Critical mass?

Disclaimer — this is not a post about how omgwtfbbq crap WAR is. If you’re here for that, move along. It *is* about why I’m not enjoying it so much right now. It’s also about whether having lots of population really is the only thing WAR needs to suddenly be a happy shiny people game.

People are leaving WAR. Not necessarily in droves, and not all for That Other Game (or the Other Other Game, insert your own, eg LOTRO, various smashing console titles that came out recently, etc etc.). Still, they are leaving. I haven’t got a whole lot of desire to log in to WAR myself, for a variety of reasons.

WARNING — I am breaking my anti-negativity vow. I shall go straight to blogger hell. Mea culpa; now on with the show.

That’s the thing. A lot of folks reckon population critical mass is THE thing that will save or sink WAR. It’s undeniable that an RvR game isn’t quite what it should be when you don’t have enough flesh-puppets to actually create said RvR. But if there were, magically, enough people every day and night, would it really “save” WAR? (Tangent: I don’t think WAR actually needs saving — it wasn’t all things to all people, but who the hell realistically expected that it would be? Get a clue-by-four. It’s doing well enough, even though it’s not WoW, at least for the time being.)

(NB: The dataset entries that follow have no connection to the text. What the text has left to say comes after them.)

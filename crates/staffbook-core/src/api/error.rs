use thiserror::Error;

#[derive(Error, Debug)]
pub enum ApiError {
    #[error("Network error: {0}")]
    NetworkError(#[from] reqwest::Error),

    #[error("Server error: {0}")]
    ServerError(String),

    #[error("Rejected by server: {0}")]
    Validation(String),

    #[error("Employee not found: {0}")]
    NotFound(String),

    #[error("Invalid response: {0}")]
    InvalidResponse(String),
}

/// Maximum length for error response bodies in error messages
const MAX_ERROR_BODY_LENGTH: usize = 500;

impl ApiError {
    /// Truncate a response body to avoid logging excessive data
    fn truncate_body(body: &str) -> String {
        if body.len() <= MAX_ERROR_BODY_LENGTH {
            body.to_string()
        } else {
            let mut end = MAX_ERROR_BODY_LENGTH;
            while !body.is_char_boundary(end) {
                end -= 1;
            }
            format!("{}... (truncated, {} total bytes)", &body[..end], body.len())
        }
    }

    pub fn from_status(status: reqwest::StatusCode, body: &str) -> Self {
        let truncated = Self::truncate_body(body);
        match status.as_u16() {
            404 => ApiError::NotFound(truncated),
            400 | 422 => ApiError::Validation(truncated),
            500..=599 => ApiError::ServerError(format!("Status {}: {}", status, truncated)),
            _ => ApiError::InvalidResponse(format!("Status {}: {}", status, truncated)),
        }
    }

    pub fn is_not_found(&self) -> bool {
        matches!(self, ApiError::NotFound(_))
    }
}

While having enough people to make a player-versus-player based game lively enough is pretty crucial overall, I don’t know if it’s the single factor that would, for instance, make me want to log on more right now. I suspect at least part of the issue includes:

  • The waiting game. Open RvR tends to be mostly hurry-up-and-wait, and instant gratification types don’t wait so well. Instead, half the warband melts away to play scenarios.
  • Traveling is slow. I know loads of people who haven’t joined a keep defense because it would have taken too long to get there on the very slight chance there was real action happening. It’s disappointing to cross half the world only to discover the stupid keep lord over-reacted when a lone witch elf tickled his kidneys.
  • No real idea whether anything you do really makes a difference. And, since the campaigns reset at intervals, nothing you do really does make a difference. That’s unmotivating.
  • Only two sides. What usually happens is one side has overwhelming numbers, and crushes the other side for a while. Very rarely the numbers are more balanced and fun ensues. Would critical mass population solve that? I don’t think so — in most cases it’s easier to rumble over an outnumbered opponent and collect your loot bags than it is to actually wait until a proper defense (or offense) can be mounted.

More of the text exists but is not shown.